▶ [TASK REQUIREMENTS]: Check each line of the data, and copy those where "embedded" appears.

(Stored items)
//! Offset-anchored metadata carried alongside the buffer text: paragraph
//! alignment overrides and embedded table regions. Both shift with every edit.

use std::collections::BTreeMap;
use std::collections::btree_map::Entry;

use crate::document::format::{Color, TextAlignment};
use crate::geometry::Thickness;

#[derive(Debug, Clone, PartialEq)]
pub struct ParagraphProperties {
    pub start: usize,
    pub len: usize,
    pub alignment: Option<TextAlignment>,
}

impl ParagraphProperties {
    pub fn end(&self) -> usize {
        self.start + self.len
    }

    fn covers(&self, offset: usize) -> bool {
        offset >= self.start && offset < self.end()
    }
}

/// Paragraph overrides keyed by paragraph start.
#[derive(Debug, Clone, Default, PartialEq)]
pub(crate) struct ParagraphMap {
    entries: BTreeMap<usize, ParagraphProperties>,
}

impl ParagraphMap {
    pub fn iter(&self) -> impl Iterator<Item = &ParagraphProperties> {
        self.entries.values()
    }

    pub fn is_empty(&self) -> bool {
        self.entries.is_empty()
    }

    pub fn clear(&mut self) {
        self.entries.clear();
    }

    /// Key of the entry starting at, or covering, `start`.
    pub fn find(&self, start: usize) -> Option<usize> {
        if self.entries.contains_key(&start) {
            return Some(start);
        }
        self.entries
            .iter()
            .find(|(_, info)| info.covers(start))
            .map(|(key, _)| *key)
    }

    /// Sets the alignment of the paragraph `[start, start + len)`, reusing an
    /// entry that already covers `start`. Returns whether anything changed.
    pub fn set(&mut self, start: usize, len: usize, alignment: TextAlignment) -> bool {
        let info = ParagraphProperties {
            start,
            len,
            alignment: Some(alignment),
        };
        match self.find(start) {
            Some(key) => {
                let previous = self.entries.remove(&key);
                let changed = previous.as_ref() != Some(&info);
                self.entries.insert(start, info);
                changed
            }
            None => {
                self.entries.insert(start, info);
                true
            }
        }
    }

    pub fn remove_at(&mut self, start: usize) -> bool {
        match self.find(start) {
            Some(key) => self.entries.remove(&key).is_some(),
            None => false,
        }
    }

    pub fn alignment_at(&self, start: usize) -> Option<TextAlignment> {
        if let Some(alignment) = self.entries.get(&start).and_then(|info| info.alignment) {
            return Some(alignment);
        }
        self.entries
            .values()
            .filter(|info| info.alignment.is_some())
            .find(|info| (info.len == 0 && info.start == start) || info.covers(start))
            .and_then(|info| info.alignment)
    }

    pub fn shift_on_insert(&mut self, offset: usize, delta: usize) {
        if delta == 0 || self.entries.is_empty() {
            return;
        }
        self.rekey(|info| {
            if offset <= info.start {
                info.start += delta;
            } else if offset < info.end() {
                info.len += delta;
            }
            true
        });
    }

    pub fn shift_on_delete(&mut self, start: usize, len: usize) {
        if len == 0 || self.entries.is_empty() {
            return;
        }
        let end = start + len;
        self.rekey(|info| {
            let info_end = info.end();
            if end <= info.start {
                info.start -= len;
                return true;
            }
            if start >= info_end {
                return true;
            }
            let overlap = end.min(info_end) - start.max(info.start);
            if start < info.start {
                info.start = start;
            }
            info.len = info.len.saturating_sub(overlap);
            info.len > 0
        });
    }

    /// Applies `edit` to every entry, dropping those it rejects, and rebuilds
    /// the keys from the edited starts. Entries that land on the same start
    /// keep the longer one.
    fn rekey(&mut self, mut edit: impl FnMut(&mut ParagraphProperties) -> bool) {
        let entries = std::mem::take(&mut self.entries);
        for (_, mut info) in entries {
            if !edit(&mut info) {
                continue;
            }
            match self.entries.entry(info.start) {
                Entry::Vacant(slot) => {
                    slot.insert(info);
                }
                Entry::Occupied(mut slot) => {
                    if info.len > slot.get().len {
                        slot.insert(info);
                    }
                }
            }
        }
    }
}

/// A tab/newline separated grid embedded in the buffer text.
#[derive(Debug, Clone, PartialEq)]
pub struct TableRange {
    pub start: usize,
    pub len: usize,
    pub columns: usize,
    pub header_row_count: usize,
    pub cell_spacing: f64,
    pub grid_lines_brush: Option<Color>,
    pub grid_lines_thickness: f64,
    pub cell_padding: Thickness,
}

impl TableRange {
    pub fn new(start: usize, len: usize, columns: usize, header_row_count: usize) -> Self {
        Self {
            start,
            len,
            columns,
            header_row_count,
            cell_spacing: 6.0,
            grid_lines_brush: Some(Color::LIGHT_GRAY),
            grid_lines_thickness: 1.0,
            cell_padding: Thickness::new(12.0, 8.0, 12.0, 8.0),
        }
    }

    pub fn end(&self) -> usize {
        self.start + self.len
    }

    fn overlaps(&self, other: &TableRange) -> bool {
        self.start < other.end() && self.end() > other.start
    }
}

/// Sorted, non-overlapping table regions.
#[derive(Debug, Clone, Default, PartialEq)]
pub(crate) struct TableRanges {
    ranges: Vec<TableRange>,
}

impl TableRanges {
    pub fn as_slice(&self) -> &[TableRange] {
        &self.ranges
    }

    pub fn clear(&mut self) {
        self.ranges.clear();
    }

    /// Registers `range`, replacing any region it overlaps.
    pub fn insert(&mut self, range: TableRange) {
        if range.len == 0 {
            return;
        }
        self.ranges.retain(|existing| !existing.overlaps(&range));
        let index = self
            .ranges
            .iter()
            .position(|existing| range.start < existing.start)
            .unwrap_or(self.ranges.len());
        self.ranges.insert(index, range);
    }

    pub fn shift_on_insert(&mut self, offset: usize, delta: usize) {
        for table in &mut self.ranges {
            if offset <= table.start {
                table.start += delta;
            } else if offset < table.end() {
                table.len += delta;
            }
        }
    }

    pub fn shift_on_delete(&mut self, start: usize, len: usize) {
        if len == 0 {
            return;
        }
        let end = start + len;
        self.ranges.retain_mut(|table| {
            let table_end = table.end();
            if end <= table.start {
                table.start -= len;
                return true;
            }
            if start >= table_end {
                return true;
            }
            let overlap = end.min(table_end) - start.max(table.start);
            if start < table.start {
                table.start = start;
            }
            table.len = table.len.saturating_sub(overlap);
            table.len > 0
        });
    }
}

▶ [THE ANSWER]:
//! alignment overrides and embedded table regions. Both shift with every edit.
/// A tab/newline separated grid embedded in the buffer text.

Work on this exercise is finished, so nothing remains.